When the American College of Cardiology/American Heart Association (ACC/AHA) released new cholesterol guidelines in 2013, replacing older guidelines and changing statin eligibility, more patients with HIV became recommended for statin therapy. However, many patients are still not recommended for or prescribed the treatment.
People living with HIV are twice as likely to develop cardiovascular disease (CVD) and have incident heart failure, underscoring the importance of HIV-specific cardiovascular prevention strategies. However, according to a new study, many patients are still not recommended for or prescribed statin therapy.
In 2013, the American College of Cardiology/American Heart Association (ACC/AHA) released new cholesterol guidelines, replacing the National Cholesterol Education Program Adult Treat Program III (ATPIII) and changing statin eligibility. Based on these new guidelines, it was estimated that in the general population an additional 11% of patients would be eligible and therefore recommended for statin therapy, largely driven by older patients with an elevated risk score.

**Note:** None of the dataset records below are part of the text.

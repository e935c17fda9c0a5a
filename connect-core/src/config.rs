//! Tunables for the protocol core. Time is counted in host ticks.

use crate::chunk::DEFAULT_CHUNK_SIZE;

/// Default ticks to wait for a response before re-sending.
pub const DEFAULT_REQUEST_TIMEOUT_TICKS: u64 = 30;

/// Default re-sends of a timed-out request before giving up.
pub const DEFAULT_MAX_RETRIES: u32 = 1;

/// Default ticks a session with a continuation token waits for the transport to come back.
pub const DEFAULT_RECONNECT_GRACE_TICKS: u64 = 60;

/// Default ticks the responder waits for the next request.
pub const DEFAULT_IDLE_TIMEOUT_TICKS: u64 = 120;

#[derive(Debug, Clone, PartialEq, Eq)]
pub struct ConnectConfig {
    pub chunk_size: usize,
    pub request_timeout_ticks: u64,
    pub max_retries: u32,
    pub reconnect_grace_ticks: u64,
    pub idle_timeout_ticks: u64,
}

impl Default for ConnectConfig {
    fn default() -> Self {
        Self {
            chunk_size: DEFAULT_CHUNK_SIZE,
            request_timeout_ticks: DEFAULT_REQUEST_TIMEOUT_TICKS,
            max_retries: DEFAULT_MAX_RETRIES,
            reconnect_grace_ticks: DEFAULT_RECONNECT_GRACE_TICKS,
            idle_timeout_ticks: DEFAULT_IDLE_TIMEOUT_TICKS,
        }
    }
}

“However, whether a similarly increased number of all patients infected with HIV would be recommended for statin therapy under the new guidelines has not been explored relative to a control population of all patients infected with HIV,” wrote the researchers. “Moreover, it is not known whether application of the ACC/AHA guidelines would result in improved identification of patients who ultimately experience a CVD event and would benefit from preventative therapy with a statin.”
After examining 1394 patients with HIV between January 1, 2006, and December 31, 2008, the researchers determined that there was improved statin eligibility among the patient population, with 38.6% of patients recommended for the treatment under the ACC/AHA guidelines compared with 20.1% under the ATPIII guidelines. Notably, statins were prescribed for more patients meeting ATPIII guidelines than ACC/AHA guidelines (66.4% vs 42.8%).
However, comparing recommended statin use in this patient population with a group of 6141 uninfected controls, the researchers found that patients with HIV were less likely to actually be prescribed statin therapy compared with the controls (22% vs 33.7%) despite having similar rates of recommendation.
During the study period, there were 71 CVD events among the patients with HIV, of which 42 (59.2%) met criteria for statin use under the ACC/AHA guidelines, indicating that more than 40% of these patients who experienced a CVD event would not have been recommended for statin therapy under the guidelines.
Meanwhile, 29% of controls with a CVD event would not have been identified as statin-eligible. There were 197 CVD events among the group, of which 141 (71.6%) were eligible for statin use under the ACC/AHA guidelines.
“Our findings suggest that although the ACC/AHA guidelines may identify more HIV-infected patients as statin-eligible, the newer cholesterol guidelines still perform suboptimally in HIV patients in terms of identifying patients at high cardiovascular risk who merit preventative therapy,” wrote the researchers.
Mosepele M, Regan S, Massaro J, et al. Impact of the American College of Cardiology/American Heart Association cholesterol guidelines on statin eligibility among human immunodeficiency virus-infected individuals [published online December 13, 2018]. Open Forum Infect Dis. doi: 10.1093/ofid/ofy326.